RPPA is a high-throughput method due to the simultaneous analysis of different biomarkers in one sample. One great advantage is that RPPA works with very small amounts of proteins. For this reason, even biopsies are sufficient for RPPA analysis. The implementation of RPPA into clinical practice would help to provide optimal tumor analysis prior and during treatment, enabling to apply the best (i.e., individualized) therapy for each patient, even in the neoadjuvant setting. Due to automated systems that print the proteins of tumor samples on nitrocellulose-coated glass slides, RPPA analysis is simple and rapid.

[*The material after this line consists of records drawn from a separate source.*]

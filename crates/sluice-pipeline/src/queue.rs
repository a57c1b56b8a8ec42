use std::sync::atomic::{AtomicUsize, Ordering};
use std::sync::Arc;

use tokio::sync::mpsc;

use sluice_core::Event;

#[derive(Clone, Copy, Debug, PartialEq, Eq, thiserror::Error)]
#[error("ingestion queue is closed")]
pub struct QueueClosed;

/// Publisher handle for the FIFO handoff between the publish path and the
/// single consumer. Unbounded: `enqueue` never blocks on backpressure, at
/// the cost of unbounded memory under a slow consumer.
#[derive(Clone)]
pub struct IngestionQueue {
    tx: mpsc::UnboundedSender<Event>,
    depth: Arc<AtomicUsize>,
}

/// The consumer's end. There is exactly one; FIFO order is the channel's.
pub struct QueueReceiver {
    rx: mpsc::UnboundedReceiver<Event>,
    depth: Arc<AtomicUsize>,
}

pub fn channel() -> (IngestionQueue, QueueReceiver) {
    let (tx, rx) = mpsc::unbounded_channel();
    let depth = Arc::new(AtomicUsize::new(0));
    (
        IngestionQueue {
            tx,
            depth: depth.clone(),
        },
        QueueReceiver { rx, depth },
    )
}

impl IngestionQueue {
    /// Append to the tail. Fails only once the consumer side is gone.
    pub fn enqueue(&self, event: Event) -> Result<(), QueueClosed> {
        // Count before sending so the consumer's decrement can never run
        // ahead of the increment and wrap the gauge.
        self.depth.fetch_add(1, Ordering::Relaxed);
        if self.tx.send(event).is_err() {
            self.depth.fetch_sub(1, Ordering::Relaxed);
            return Err(QueueClosed);
        }
        Ok(())
    }

    /// Items awaiting consumption. Observability only, never flow control.
    pub fn depth(&self) -> usize {
        self.depth.load(Ordering::Relaxed)
    }
}

impl QueueReceiver {
    /// The sole consumption operation. Suspends until an item is available;
    /// returns `None` once the queue is closed and drained.
    pub async fn dequeue(&mut self) -> Option<Event> {
        let event = self.rx.recv().await?;
        self.depth.fetch_sub(1, Ordering::Relaxed);
        Some(event)
    }
}

#[cfg(test)]
mod tests {
    use super::*;
    use serde_json::json;

    fn event(event_id: &str) -> Event {
        Event {
            topic: "t".to_string(),
            event_id: event_id.to_string(),
            timestamp: "2025-10-17T01:00:00Z".to_string(),
            source: "test".to_string(),
            payload: json!({}),
        }
    }

    #[tokio::test]
    async fn fifo_order() {
        let (queue, mut rx) = channel();
        for id in ["A", "B", "C"] {
            queue.enqueue(event(id)).unwrap();
        }
        assert_eq!(rx.dequeue().await.unwrap().event_id, "A");
        assert_eq!(rx.dequeue().await.unwrap().event_id, "B");
        assert_eq!(rx.dequeue().await.unwrap().event_id, "C");
    }

    #[tokio::test]
    async fn depth_tracks_enqueue_and_dequeue() {
        let (queue, mut rx) = channel();
        assert_eq!(queue.depth(), 0);
        queue.enqueue(event("A")).unwrap();
        queue.enqueue(event("B")).unwrap();
        assert_eq!(queue.depth(), 2);
        rx.dequeue().await.unwrap();
        assert_eq!(queue.depth(), 1);
    }

    #[tokio::test]
    async fn enqueue_after_close_fails() {
        let (queue, rx) = channel();
        drop(rx);
        assert_eq!(queue.enqueue(event("A")), Err(QueueClosed));
    }

    #[tokio::test]
    async fn dequeue_drains_then_none() {
        let (queue, mut rx) = channel();
        queue.enqueue(event("A")).unwrap();
        drop(queue);
        assert!(rx.dequeue().await.is_some());
        assert!(rx.dequeue().await.is_none());
    }
}
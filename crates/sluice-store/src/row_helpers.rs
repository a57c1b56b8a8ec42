use crate::error::StoreError;

/// Get a required column value from a row, returning CorruptRow on failure.
pub fn get<T: rusqlite::types::FromSql>(
    row: &rusqlite::Row<'_>,
    idx: usize,
    table: &'static str,
    column: &'static str,
) -> Result<T, StoreError> {
    row.get(idx).map_err(|e| StoreError::CorruptRow {
        table,
        column,
        detail: e.to_string(),
    })
}

/// Parse a JSON string column, returning CorruptRow on parse failure.
pub fn parse_json(
    raw: &str,
    table: &'static str,
    column: &'static str,
) -> Result<serde_json::Value, StoreError> {
    serde_json::from_str(raw).map_err(|e| StoreError::CorruptRow {
        table,
        column,
        detail: format!("invalid JSON: {e}"),
    })
}
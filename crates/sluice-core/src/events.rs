use chrono::{DateTime, NaiveDate, NaiveDateTime};
use serde::{Deserialize, Serialize};

/// A producer-submitted event, as it arrives on the publish path.
///
/// Identity is the pair `(topic, event_id)` — unique within a topic only.
/// Two events with the same pair are the same logical event no matter what
/// their timestamp, source, or payload say.
#[derive(Clone, Debug, Serialize, Deserialize)]
#[serde(deny_unknown_fields)]
pub struct Event {
    pub topic: String,
    pub event_id: String,
    /// ISO-8601 text. Parseability is checked at persistence time, not here.
    pub timestamp: String,
    pub source: String,
    pub payload: serde_json::Value,
}

/// The durable projection of an [`Event`] once it has been persisted.
/// Created exactly once per `(topic, event_id)` and never mutated.
#[derive(Clone, Debug, Serialize, Deserialize)]
pub struct StoredEvent {
    pub topic: String,
    pub event_id: String,
    pub timestamp: String,
    pub source: String,
    pub payload: serde_json::Value,
}

#[derive(Clone, Debug, thiserror::Error)]
#[error("timestamp is not ISO-8601: {raw:?}")]
pub struct TimestampParseError {
    pub raw: String,
}

/// Check that a timestamp string parses as ISO-8601.
///
/// Accepts RFC 3339 (`Z` or numeric offset) as well as the offset-less forms
/// `fromisoformat` takes: naive date-times with a `T` or space separator,
/// optional fractional seconds, and bare dates.
pub fn validate_timestamp(raw: &str) -> Result<(), TimestampParseError> {
    if DateTime::parse_from_rfc3339(raw).is_ok() {
        return Ok(());
    }
    const NAIVE_FORMATS: [&str; 2] = ["%Y-%m-%dT%H:%M:%S%.f", "%Y-%m-%d %H:%M:%S%.f"];
    for fmt in NAIVE_FORMATS {
        if NaiveDateTime::parse_from_str(raw, fmt).is_ok() {
            return Ok(());
        }
    }
    if NaiveDate::parse_from_str(raw, "%Y-%m-%d").is_ok() {
        return Ok(());
    }
    Err(TimestampParseError {
        raw: raw.to_string(),
    })
}
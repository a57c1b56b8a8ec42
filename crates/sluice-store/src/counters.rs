//! Monotonic intake/outcome counters, persisted alongside the events.

use std::collections::BTreeMap;

use rusqlite::Connection;

use crate::error::StoreError;

pub const RECEIVED: &str = "received";
pub const UNIQUE_PROCESSED: &str = "unique_processed";
pub const DUPLICATE_DROPPED: &str = "duplicate_dropped";

pub const WELL_KNOWN: [&str; 3] = [RECEIVED, UNIQUE_PROCESSED, DUPLICATE_DROPPED];

/// Create any missing well-known counters at 0. Existing values are kept.
pub fn seed(conn: &Connection) -> Result<(), StoreError> {
    for name in WELL_KNOWN {
        conn.execute("INSERT OR IGNORE INTO counters (k, v) VALUES (?1, 0)", [name])?;
    }
    Ok(())
}

pub fn bump(conn: &Connection, name: &str) -> Result<(), StoreError> {
    conn.execute("UPDATE counters SET v = v + 1 WHERE k = ?1", [name])?;
    Ok(())
}

/// All counters currently on disk, with the well-known three guaranteed
/// present (a migrated legacy table may carry extras; they are reported too).
pub fn snapshot(conn: &Connection) -> Result<BTreeMap<String, i64>, StoreError> {
    let mut stmt = conn.prepare("SELECT k, v FROM counters")?;
    let mut counters: BTreeMap<String, i64> = stmt
        .query_map([], |row| Ok((row.get::<_, String>(0)?, row.get::<_, i64>(1)?)))?
        .collect::<Result<_, _>>()?;
    for name in WELL_KNOWN {
        counters.entry(name.to_string()).or_insert(0);
    }
    Ok(counters)
}
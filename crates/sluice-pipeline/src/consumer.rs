use parking_lot::Mutex;
use tokio::task::JoinHandle;
use tokio_util::sync::CancellationToken;
use tracing::{error, info};

use sluice_store::EventRepo;

use crate::queue::QueueReceiver;

/// Handle to the single consumer task — the only writer path into the store.
pub struct ConsumerHandle {
    cancel: CancellationToken,
    task: Mutex<Option<JoinHandle<()>>>,
}

impl ConsumerHandle {
    pub fn spawn(repo: EventRepo, rx: QueueReceiver) -> Self {
        let cancel = CancellationToken::new();
        let task = tokio::spawn(run(repo, rx, cancel.clone()));
        Self {
            cancel,
            task: Mutex::new(Some(task)),
        }
    }

    /// Signal the consumer to stop and wait for it. The in-flight upsert
    /// completes; anything still queued is discarded.
    pub async fn shutdown(&self) {
        self.cancel.cancel();
        let task = self.task.lock().take();
        if let Some(task) = task {
            let _ = task.await;
        }
    }
}

/// Drain the queue one event at a time. Every upsert error is logged with
/// the offending key and the loop continues — a bad event never halts the
/// consumer, and a failed event is not retried.
async fn run(repo: EventRepo, mut rx: QueueReceiver, cancel: CancellationToken) {
    loop {
        let event = tokio::select! {
            _ = cancel.cancelled() => break,
            maybe = rx.dequeue() => match maybe {
                Some(event) => event,
                None => break,
            },
        };

        match repo.upsert(&event) {
            Ok(true) => {
                info!(topic = %event.topic, event_id = %event.event_id, "processed");
            }
            Ok(false) => {
                info!(topic = %event.topic, event_id = %event.event_id, "duplicate dropped");
            }
            Err(err) => {
                error!(topic = %event.topic, event_id = %event.event_id, %err, "consumer error");
            }
        }
    }
    info!("consumer stopped");
}

#[cfg(test)]
mod tests {
    use super::*;
    use crate::queue::{self, QueueClosed};
    use serde_json::json;
    use sluice_core::Event;
    use sluice_store::Database;
    use std::time::Duration;

    fn event(event_id: &str, ts: &str) -> Event {
        Event {
            topic: "t".to_string(),
            event_id: event_id.to_string(),
            timestamp: ts.to_string(),
            source: "test".to_string(),
            payload: json!({}),
        }
    }

    async fn wait_for<F: Fn() -> bool>(cond: F) {
        for _ in 0..100 {
            if cond() {
                return;
            }
            tokio::time::sleep(Duration::from_millis(10)).await;
        }
        panic!("condition not reached");
    }

    #[tokio::test]
    async fn drains_queue_into_store() {
        let repo = EventRepo::new(Database::in_memory().unwrap());
        let (queue, rx) = queue::channel();
        let consumer = ConsumerHandle::spawn(repo.clone(), rx);

        queue.enqueue(event("A", "2025-10-17T01:00:00Z")).unwrap();
        queue.enqueue(event("B", "2025-10-17T02:00:00Z")).unwrap();

        let probe = repo.clone();
        wait_for(move || probe.stats().unwrap().counter("received") == 2).await;
        assert_eq!(repo.list(Some("t"), 100).unwrap().len(), 2);

        consumer.shutdown().await;
    }

    #[tokio::test]
    async fn bad_event_does_not_halt_consumer() {
        let repo = EventRepo::new(Database::in_memory().unwrap());
        let (queue, rx) = queue::channel();
        let consumer = ConsumerHandle::spawn(repo.clone(), rx);

        queue.enqueue(event("BAD", "2025/10/17 00:00:00")).unwrap();
        queue.enqueue(event("GOOD", "2025-10-17T01:00:00Z")).unwrap();

        let probe = repo.clone();
        wait_for(move || probe.stats().unwrap().counter("received") == 2).await;

        // The invalid event was dropped, the one behind it still landed
        let stored = repo.list(Some("t"), 100).unwrap();
        assert_eq!(stored.len(), 1);
        assert_eq!(stored[0].event_id, "GOOD");

        let stats = repo.stats().unwrap();
        assert_eq!(stats.counter("unique_processed"), 1);
        assert_eq!(stats.counter("duplicate_dropped"), 0);

        consumer.shutdown().await;
    }

    #[tokio::test]
    async fn shutdown_stops_the_loop() {
        let repo = EventRepo::new(Database::in_memory().unwrap());
        let (queue, rx) = queue::channel();
        let consumer = ConsumerHandle::spawn(repo, rx);

        consumer.shutdown().await;
        // Receiver is gone once the task exits
        assert_eq!(queue.enqueue(event("A", "2025-10-17T01:00:00Z")), Err(QueueClosed));
    }
}
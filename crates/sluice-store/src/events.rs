use std::collections::BTreeMap;

use serde::{Deserialize, Serialize};
use tracing::instrument;

use sluice_core::{validate_timestamp, Event, StoredEvent};

use crate::counters;
use crate::database::Database;
use crate::error::StoreError;
use crate::row_helpers;

/// Counter values plus the set of stored topics, as one reportable structure.
#[derive(Clone, Debug, Serialize, Deserialize)]
pub struct StoreStats {
    #[serde(flatten)]
    pub counters: BTreeMap<String, i64>,
    pub topics: Vec<String>,
}

impl StoreStats {
    pub fn counter(&self, name: &str) -> i64 {
        self.counters.get(name).copied().unwrap_or(0)
    }
}

/// Idempotent event persistence keyed by `(topic, event_id)`.
///
/// All writes go through [`EventRepo::upsert`]; in the default deployment
/// only the consumer task calls it, which is what keeps the counter updates
/// race-free without app-level locking. Reads may run concurrently.
#[derive(Clone)]
pub struct EventRepo {
    db: Database,
}

impl EventRepo {
    pub fn new(db: Database) -> Self {
        Self { db }
    }

    /// Insert an event if its key is unseen. Returns `true` when newly
    /// stored, `false` when the key already existed (the stored version is
    /// kept; the incoming one is dropped).
    ///
    /// Counter contract, per upsert, in one transaction:
    /// `received` is always incremented, then exactly one of
    /// `unique_processed` / `duplicate_dropped`. An invalid timestamp aborts
    /// after the `received` increment — intake attempts are counted even
    /// when the event is never stored.
    #[instrument(skip(self, event), fields(topic = %event.topic, event_id = %event.event_id))]
    pub fn upsert(&self, event: &Event) -> Result<bool, StoreError> {
        self.db.with_conn(|conn| {
            let tx = conn.unchecked_transaction()?;
            counters::bump(&tx, counters::RECEIVED)?;

            if let Err(e) = validate_timestamp(&event.timestamp) {
                tx.commit()?;
                return Err(StoreError::InvalidTimestamp {
                    topic: event.topic.clone(),
                    event_id: event.event_id.clone(),
                    raw: e.raw,
                });
            }

            // The primary key is the dedup enforcement; zero rows changed
            // means the key already existed and the stored version wins.
            let payload = serde_json::to_string(&event.payload)?;
            let changed = tx.execute(
                "INSERT INTO events (topic, event_id, timestamp, source, payload)
                 VALUES (?1, ?2, ?3, ?4, ?5)
                 ON CONFLICT (topic, event_id) DO NOTHING",
                rusqlite::params![
                    event.topic,
                    event.event_id,
                    event.timestamp,
                    event.source,
                    payload,
                ],
            )?;
            let inserted = changed > 0;

            counters::bump(
                &tx,
                if inserted {
                    counters::UNIQUE_PROCESSED
                } else {
                    counters::DUPLICATE_DROPPED
                },
            )?;
            tx.commit()?;
            Ok(inserted)
        })
    }

    /// List stored events ordered by timestamp text ascending (lexicographic,
    /// which is chronological for well-formed ISO-8601).
    #[instrument(skip(self))]
    pub fn list(&self, topic: Option<&str>, limit: u32) -> Result<Vec<StoredEvent>, StoreError> {
        self.db.with_conn(|conn| {
            let mut results = Vec::new();
            match topic {
                Some(topic) => {
                    let mut stmt = conn.prepare(
                        "SELECT topic, event_id, timestamp, source, payload
                         FROM events WHERE topic = ?1
                         ORDER BY timestamp ASC LIMIT ?2",
                    )?;
                    let mut rows = stmt.query(rusqlite::params![topic, limit])?;
                    while let Some(row) = rows.next()? {
                        results.push(row_to_stored(row)?);
                    }
                }
                None => {
                    let mut stmt = conn.prepare(
                        "SELECT topic, event_id, timestamp, source, payload
                         FROM events ORDER BY timestamp ASC LIMIT ?1",
                    )?;
                    let mut rows = stmt.query(rusqlite::params![limit])?;
                    while let Some(row) = rows.next()? {
                        results.push(row_to_stored(row)?);
                    }
                }
            }
            Ok(results)
        })
    }

    /// All topics with at least one stored event, alphabetical.
    #[instrument(skip(self))]
    pub fn topics(&self) -> Result<Vec<String>, StoreError> {
        self.db.with_conn(|conn| {
            let mut stmt = conn.prepare("SELECT DISTINCT topic FROM events ORDER BY topic ASC")?;
            let topics = stmt
                .query_map([], |row| row.get(0))?
                .collect::<Result<_, _>>()?;
            Ok(topics)
        })
    }

    #[instrument(skip(self))]
    pub fn stats(&self) -> Result<StoreStats, StoreError> {
        self.db.with_conn(|conn| {
            let counters = counters::snapshot(conn)?;
            let mut stmt = conn.prepare("SELECT DISTINCT topic FROM events ORDER BY topic ASC")?;
            let topics = stmt
                .query_map([], |row| row.get(0))?
                .collect::<Result<_, _>>()?;
            Ok(StoreStats { counters, topics })
        })
    }
}

fn row_to_stored(row: &rusqlite::Row<'_>) -> Result<StoredEvent, StoreError> {
    let payload_str: String = row_helpers::get(row, 4, "events", "payload")?;
    let payload = row_helpers::parse_json(&payload_str, "events", "payload")?;

    Ok(StoredEvent {
        topic: row_helpers::get(row, 0, "events", "topic")?,
        event_id: row_helpers::get(row, 1, "events", "event_id")?,
        timestamp: row_helpers::get(row, 2, "events", "timestamp")?,
        source: row_helpers::get(row, 3, "events", "source")?,
        payload,
    })
}
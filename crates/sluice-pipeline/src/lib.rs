pub mod consumer;
pub mod ingest;
pub mod queue;

pub use consumer::ConsumerHandle;
pub use ingest::{Ingestor, StatsReport};
pub use queue::{IngestionQueue, QueueClosed, QueueReceiver};
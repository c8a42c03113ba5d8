use chrono::{DateTime, Timelike};
use serde::{Deserialize, Serialize};
use tracing::warn;

use crate::market_data::TimestampMS;
use super::structs::PeriodType;

const MINUTE_MS: i64 = 60_000;
const HOUR_MS: i64 = 60 * MINUTE_MS;
const DAY_MS: i64 = 24 * HOUR_MS;

/// Host calendar answering session, week and month boundaries per bar
#[cfg_attr(test, mockall::automock)]
pub trait SessionCalendar {
    fn is_new_session(&self, bar: usize) -> bool;
    fn is_new_week(&self, bar: usize) -> bool;
    fn is_new_month(&self, bar: usize) -> bool;
}

/// Calendar for hosts that only use timestamp-derived periods
#[derive(Debug, Clone, Copy, Default)]
pub struct NoSessionCalendar;

impl SessionCalendar for NoSessionCalendar {
    fn is_new_session(&self, _bar: usize) -> bool {
        false
    }

    fn is_new_week(&self, _bar: usize) -> bool {
        false
    }

    fn is_new_month(&self, _bar: usize) -> bool {
        false
    }
}

/// Boundary answers for a single bar, computed by the host ahead of time
#[derive(Debug, Clone, Copy, Default, PartialEq, Eq, Serialize, Deserialize)]
pub struct SessionFlags {
    pub new_session: bool,
    pub new_week: bool,
    pub new_month: bool,
}

impl SessionCalendar for SessionFlags {
    fn is_new_session(&self, _bar: usize) -> bool {
        self.new_session
    }

    fn is_new_week(&self, _bar: usize) -> bool {
        self.new_week
    }

    fn is_new_month(&self, _bar: usize) -> bool {
        self.new_month
    }
}

/// Decides whether a bar opens a new period.
///
/// Session, week and month defer to the host calendar; the remaining period
/// types are derived from bar timestamps. When the calendar and the elapsed
/// time disagree the bar is still segmented by the calendar, and the
/// disagreement is logged and counted.
#[derive(Debug, Clone)]
pub struct BoundaryPolicy {
    period: PeriodType,
    last_bar_time: Option<TimestampMS>,
    period_start: Option<TimestampMS>,
    next_fixed_boundary: Option<TimestampMS>,
    flagged: bool,
    disagreements: u64,
}

impl BoundaryPolicy {
    pub fn new(period: PeriodType) -> Self {
        Self {
            period,
            last_bar_time: None,
            period_start: None,
            next_fixed_boundary: None,
            flagged: false,
            disagreements: 0,
        }
    }

    /// Anchor the policy on the first bar of the stream
    pub fn start(&mut self, time: TimestampMS) {
        self.last_bar_time = Some(time);
        self.open_period(time);
        self.next_fixed_boundary = match self.period {
            PeriodType::FixedHours { hours } => Some(time + i64::from(hours) * HOUR_MS),
            _ => None,
        };
    }

    pub fn is_started(&self) -> bool {
        self.last_bar_time.is_some()
    }

    /// Whether `bar` starts a new period. At most one boundary is reported per
    /// call; periods skipped by a feed gap are not back-filled.
    pub fn is_new_period(
        &mut self,
        bar: usize,
        time: TimestampMS,
        calendar: &dyn SessionCalendar,
    ) -> bool {
        let Some(previous) = self.last_bar_time else {
            self.start(time);
            return true;
        };
        // Span of the developing period, not the gap since the previous bar
        let elapsed = time - self.period_start.unwrap_or(previous);

        let new_period = match self.period {
            PeriodType::Bar => true,
            PeriodType::Session => {
                let fired = calendar.is_new_session(bar);
                self.check_elapsed(bar, fired, elapsed, DAY_MS, "session");
                fired
            }
            PeriodType::Week => {
                let fired = calendar.is_new_week(bar);
                self.check_elapsed(bar, fired, elapsed, 7 * DAY_MS, "week");
                fired
            }
            PeriodType::Month => {
                let fired = calendar.is_new_month(bar);
                self.check_elapsed(bar, fired, elapsed, 31 * DAY_MS, "month");
                fired
            }
            PeriodType::Hour => {
                let fired = hour_of_day(time) != hour_of_day(previous);
                // Same hour-of-day a whole number of days later
                self.check_elapsed(bar, fired, elapsed, HOUR_MS - 1, "hour");
                fired
            }
            PeriodType::FixedHours { hours } => {
                self.roll_fixed_window(bar, time, i64::from(hours) * HOUR_MS)
            }
            PeriodType::CustomMinutes { minutes } => {
                let span = i64::from(minutes) * MINUTE_MS;
                time.div_euclid(span) != previous.div_euclid(span)
            }
        };

        if new_period {
            self.open_period(time);
        }
        if time >= previous {
            self.last_bar_time = Some(time);
        }
        new_period
    }

    fn open_period(&mut self, time: TimestampMS) {
        self.period_start = Some(time);
        self.flagged = false;
    }

    fn roll_fixed_window(&mut self, bar: usize, time: TimestampMS, span: i64) -> bool {
        let next = self.next_fixed_boundary.unwrap_or(time + span);
        if time < next {
            return false;
        }

        // Stay on the anchor's grid: the boundary only ever moves in whole spans.
        let mut boundary = next + span;
        let mut skipped = 0u64;
        while boundary <= time {
            boundary += span;
            skipped += 1;
        }
        self.next_fixed_boundary = Some(boundary);

        if skipped > 0 {
            self.disagreements += 1;
            warn!(
                bar,
                skipped,
                disagreements = self.disagreements,
                "Feed gap spans several fixed windows; opening a single period without back-fill"
            );
        }
        true
    }

    fn check_elapsed(&mut self, bar: usize, fired: bool, elapsed: i64, max_span: i64, kind: &str) {
        if !fired && !self.flagged && elapsed > max_span {
            self.flagged = true;
            self.disagreements += 1;
            warn!(
                bar,
                kind,
                period_ms = elapsed,
                disagreements = self.disagreements,
                "Boundary predicate reports no new period although the period outlasts its span"
            );
        }
    }

    pub fn disagreements(&self) -> u64 {
        self.disagreements
    }

    pub fn period(&self) -> PeriodType {
        self.period
    }

    pub fn reset(&mut self) {
        self.last_bar_time = None;
        self.period_start = None;
        self.next_fixed_boundary = None;
        self.flagged = false;
        self.disagreements = 0;
    }
}

fn hour_of_day(time: TimestampMS) -> Option<u32> {
    DateTime::from_timestamp_millis(time).map(|datetime| datetime.hour())
}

In our opinion, even if the method is limited to high-specific validated antibodies (like for all antibody-based methods), we think that patients, e.g., tumor patients, would benefit from robust tumor marker analysis by RPPA in clinical routine. However, inter-assay reproducibility has to be ensured and clinically validated cut-off levels need to be determined for each tumor marker. Therefore, clinical trials and RPPA-based treatment decisions performed with input material of the highest possible quality will be necessary in the next years.

5. Outlook

RPPA has been developed for quantitative protein measurements of protein levels and to identify post-translationally modified forms in signaling pathways suitable for large scale multiplexed studies. Recent and ongoing research highlights the potential of RPPA for personalized medicine. The information provided by RPPA is already being used in clinical studies to characterize tumors and to select the optimal treatment for each patient. For routine clinical use in the future there are at least two major challenges: (i) The limitation of available, validated and highly specific antibodies [24] and (ii) the poor quality of starting material that can affect the results of the molecular assay [16]. Furthermore, selection of a tumor sample for RPPA and other molecular analysis shall be performed by a pathologist to avoid non-tumorous areas or areas with necrosis. As tumor samples may be heterogeneous and composed of different cell types besides tumor cells (e.g., stromal or inflammatory cells) estimation of the tumor cell content by a pathologist is important. For continued exchange of information with regard to RPPA, an annual Global RPPA Workshop is held which started in 2011. To move RPPA forward to the clinic the “RPPA society” was founded in 2014 during the 4th Global RPPA Workshop held in Paris with the idea of proceeding in sharing information about RPPA guidelines, principles, and improving RPPA technologies. To solve the problem of antibody limitation an antibodypedia-website was already set up which is an open-access resource where already evaluated antibodies are listed that can be used to detect proteins of the human proteome (http://www.antibodypedia.com). However, still, highly specific antibodies against most proteins are missing. Consequently, although new protein biomarkers are continuously identified, their quantitative analysis remains a challenge.